On Reforming Project Management, back in 2005, Hal posted a very thoughtful What is Project Management, which contains the following:

"I've taken a look at other models of project management recently and am coming to the conclusion that the (mechanistic) models are generally flawed because they concentrate not on the project, but on 'project management' as though this activity of bringing projects to fruition has an independent importance. They also neglect the fact, in my view, that projects are humanistic endeavors: done by and for people, and thus are constrained primarily socially."

"Like general management, project management is facilitation of communities of productive intent to achieve desired outcomes.
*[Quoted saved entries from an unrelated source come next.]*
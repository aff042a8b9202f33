// ABOUTME: Server implementation for serving users with isolated data access
// ABOUTME: Production-ready server with authentication and user isolation capabilities
// Licensed under the Apache License, Version 2.0 <LICENSE-APACHE or
// http://www.apache.org/licenses/LICENSE-2.0> or the MIT license
// <LICENSE-MIT or http://opensource.org/licenses/MIT>, at your
// option. This file may not be copied, modified, or distributed
// except according to those terms.

#![recursion_limit = "256"]

//! # Pierre Fitness API Server Binary
//!
//! This binary starts the multi-protocol Pierre Fitness API with user authentication,
//! secure token storage, and database management.

use anyhow::Result;
use clap::Parser;
use pierre_mcp_server::{
    auth::AuthManager,
    config::environment::ServerConfig,
    database_plugins::{factory::Database, DatabaseProvider},
    logging,
    mcp::{multitenant::MultiTenantMcpServer, resources::ServerResources},
};
use std::sync::Arc;
use tracing::{error, info};

#[derive(Parser)]
#[command(name = "pierre-mcp-server")]
#[command(about = "Pierre Fitness API - Multi-protocol fitness data API for LLMs")]
pub struct Args {
    /// Configuration file path for providers
    #[arg(short, long)]
    config: Option<String>,

    /// Override HTTP port
    #[arg(long)]
    http_port: Option<u16>,
}

#[tokio::main]
async fn main() -> Result<()> {
    // Handle Docker environment where clap may not work properly
    let args = match Args::try_parse() {
        Ok(args) => args,
        Err(e) => {
            eprintln!("Argument parsing failed: {e}");
            eprintln!("Using default configuration for production mode");
            // Default to production mode if argument parsing fails
            Args {
                config: None,
                http_port: None,
            }
        }
    };

    {
        // Load configuration from environment
        let mut config = ServerConfig::from_env()?;

        // Override port if specified
        if let Some(http_port) = args.http_port {
            config.http_port = http_port;
        }

        // Initialize production logging
        logging::init_from_env()?;

        info!("Starting Pierre Fitness API - Production Mode");
        info!("{}", config.summary());

        // Initialize two-tier key management system
        let (mut key_manager, database_encryption_key) =
            pierre_mcp_server::key_management::KeyManager::bootstrap()?;
        info!("Two-tier key management system bootstrapped");

        // Initialize database with DEK from key manager
        let database = Database::new(
            &config.database.url.to_connection_string(),
            database_encryption_key.to_vec(),
        )
        .await?;
        info!(
            "Database initialized successfully: {}",
            database.backend_info()
        );
        info!(
            "Database URL: {}",
            &config.database.url.to_connection_string()
        );

        // Complete key manager initialization with database
        key_manager.complete_initialization(&database).await?;
        info!("Two-tier key management system fully initialized");

        // Get or create JWT secret from database (for server-first bootstrap)
        let jwt_secret_string = database
            .get_or_create_system_secret("admin_jwt_secret")
            .await?;

        info!(
            "Admin JWT secret ready (first 10 chars): {}...",
            jwt_secret_string.chars().take(10).collect::<String>()
        );
        info!("Server is ready for admin setup via POST /admin/setup");

        // Initialize authentication manager
        let auth_manager = {
            // Safe: JWT expiry hours are small positive configuration values (1-168)
            #[allow(clippy::cast_possible_wrap)]
            {
                AuthManager::new(
                    jwt_secret_string.as_bytes().to_vec(),
                    config.auth.jwt_expiry_hours as i64,
                )
            }
        };
        info!("Authentication manager initialized");

        // Create server resources and server
        let resources = Arc::new(ServerResources::new(
            database,
            auth_manager,
            &jwt_secret_string,
            Arc::new(config.clone()),
        ));
        let server = MultiTenantMcpServer::new(resources);

        info!(
            "Server starting on port {} (unified MCP and HTTP)",
            config.http_port
        );

        // Display all available API endpoints
        display_available_endpoints(&config);

        info!("Ready to serve fitness data!");

        // Run the server (includes all routes)
        if let Err(e) = server.run(config.http_port).await {
            error!("Server error: {}", e);
            return Err(e);
        }
    }

    Ok(())
}

/// Display all available API endpoints with their ports
fn display_available_endpoints(config: &ServerConfig) {
    let host = std::env::var("HOST").unwrap_or_else(|_| "127.0.0.1".to_string());

    info!("=== Available API Endpoints ===");
    display_mcp_endpoints(&host, config.http_port);
    display_auth_endpoints(&host, config.http_port);
    display_oauth2_endpoints(&host, config.http_port);
    display_admin_endpoints(&host, config.http_port);
    display_api_key_endpoints(&host, config.http_port);
    display_tenant_endpoints(&host, config.http_port);
    display_dashboard_endpoints(&host, config.http_port);
    display_a2a_endpoints(&host, config.http_port);
    display_config_endpoints(&host, config.http_port);
    display_fitness_endpoints(&host, config.http_port);
    display_notification_endpoints(&host, config.http_port);
    info!("=== End of Endpoint List ===");
}

#[allow(clippy::cognitive_complexity)]
fn display_mcp_endpoints(host: &str, port: u16) {
    info!("MCP Protocol:");
    info!("   HTTP Transport:  http://{host}:{port}/mcp");
    info!("   WebSocket:       ws://{host}:{port}/mcp/ws");
    info!("   Server-Sent Events: http://{host}:{port}/mcp/sse");
}

#[allow(clippy::cognitive_complexity)]
fn display_auth_endpoints(host: &str, port: u16) {
    info!("Authentication & OAuth:");
    info!("   User Registration: POST http://{host}:{port}/auth/register");
    info!("   User Login:        POST http://{host}:{port}/auth/login");
    info!("   OAuth Authorize:   GET  http://{host}:{port}/oauth/authorize/{{provider}}");
    info!("   OAuth Callback:    GET  http://{host}:{port}/oauth/callback/{{provider}}");
    info!("   OAuth Status:      GET  http://{host}:{port}/oauth/status");
    info!("   OAuth Disconnect:  POST http://{host}:{port}/oauth/disconnect/{{provider}}");
}

#[allow(clippy::cognitive_complexity)]
fn display_oauth2_endpoints(host: &str, port: u16) {
    info!("OAuth 2.0 Server:");
    info!("   Authorization:     GET  http://{host}:{port}/oauth2/authorize");
    info!("   Token Exchange:    POST http://{host}:{port}/oauth2/token");
    info!("   Client Registration: POST http://{host}:{port}/oauth2/register");
}

#[allow(clippy::cognitive_complexity)]
fn display_admin_endpoints(host: &str, port: u16) {
    info!("Admin Management:");
    info!("   Admin Setup:       POST http://{host}:{port}/admin/setup");
    info!("   Create User:       POST http://{host}:{port}/admin/users");
    info!("   List Users:        GET  http://{host}:{port}/admin/users");
    info!("   Generate Token:    POST http://{host}:{port}/admin/tokens");
    info!("   List Tokens:       GET  http://{host}:{port}/admin/tokens");
}

#[allow(clippy::cognitive_complexity)]
fn display_api_key_endpoints(host: &str, port: u16) {
    info!("API Key Management:");
    info!("   Create API Key:    POST http://{host}:{port}/api/keys");
    info!("   List API Keys:     GET  http://{host}:{port}/api/keys");
    info!("   Delete API Key:    DELETE http://{host}:{port}/api/keys/{{key_id}}");
    info!("   API Key Usage:     GET  http://{host}:{port}/api/keys/usage");
}

#[allow(clippy::cognitive_complexity)]
fn display_tenant_endpoints(host: &str, port: u16) {
    info!("Tenant Management:");
    info!("   Create Tenant:     POST http://{host}:{port}/tenants");
    info!("   List Tenants:      GET  http://{host}:{port}/tenants");
    info!("   Get Tenant:        GET  http://{host}:{port}/tenants/{{tenant_id}}");
    info!("   Update Tenant:     PUT  http://{host}:{port}/tenants/{{tenant_id}}");
    info!("   Delete Tenant:     DELETE http://{host}:{port}/tenants/{{tenant_id}}");
}

#[allow(clippy::cognitive_complexity)]
fn display_dashboard_endpoints(host: &str, port: u16) {
    info!("Dashboard & Monitoring:");
    info!("   Health Check:      GET  http://{host}:{port}/health");
    info!("   System Status:     GET  http://{host}:{port}/dashboard/status");
    info!("   User Dashboard:    GET  http://{host}:{port}/dashboard/user");
    info!("   Admin Dashboard:   GET  http://{host}:{port}/dashboard/admin");
    info!("   Detailed Stats:    GET  http://{host}:{port}/dashboard/detailed");
}

#[allow(clippy::cognitive_complexity)]
fn display_a2a_endpoints(host: &str, port: u16) {
    info!("A2A Protocol:");
    info!("   A2A Status:        GET  http://{host}:{port}/a2a/status");
    info!("   A2A Tools:         GET  http://{host}:{port}/a2a/tools");
    info!("   A2A Execute:       POST http://{host}:{port}/a2a/execute");
    info!("   A2A Monitoring:    GET  http://{host}:{port}/a2a/monitoring");
    info!("   Client Tools:      GET  http://{host}:{port}/a2a/client/tools");
    info!("   Client Execute:    POST http://{host}:{port}/a2a/client/execute");
}

#[allow(clippy::cognitive_complexity)]
fn display_config_endpoints(host: &str, port: u16) {
    info!("Configuration:");
    info!("   Get Config:        GET  http://{host}:{port}/config");
    info!("   Update Config:     PUT  http://{host}:{port}/config");
    info!("   User Config:       GET  http://{host}:{port}/config/user");
    info!("   Update User Config: PUT  http://{host}:{port}/config/user");
}

#[allow(clippy::cognitive_complexity)]
fn display_fitness_endpoints(host: &str, port: u16) {
    info!("Fitness Configuration:");
    info!("   Get Fitness Config:    GET  http://{host}:{port}/fitness/config");
    info!("   Update Fitness Config: PUT  http://{host}:{port}/fitness/config");
    info!("   Delete Fitness Config: DELETE http://{host}:{port}/fitness/config");
}

#[allow(clippy::cognitive_complexity)]
fn display_notification_endpoints(host: &str, port: u16) {
    info!("Real-time Notifications:");
    info!("   SSE Stream:        GET  http://{host}:{port}/notifications/sse?user_id={{user_id}}");
}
With 'projects' noted as being more customised than routinised, relying on a temporary community for their realisation rather than an established or semi-permanent one."

I think there are many project managers who intuitively understand this. As an example, I've had the pleasure of meeting Mike Bogan a number of times in a work setting. He writes a blog titled I Think, does. Most recently Mike was offering his thoughts and experience in Planning and Estimating, and spent a lot of time talking about bringing different perspectives and types of expertise to the table since one person does not have all the answers, creating an environment / process to surface and leverage the different perspectives, collaboratively creating plans and estimates etc.

I think it's pretty clear that facilitation (diagnosing and intervening to increase group effectiveness through improved problem identification, resolution and decision making) & facilitative leadership, are core elements or competencies of good project management in today's complex and complicated work environments.

Therefore, should not project managers, and organizations who employee project managers, strive to explicitly assess, validate, and improve facilitation skills and capabilities?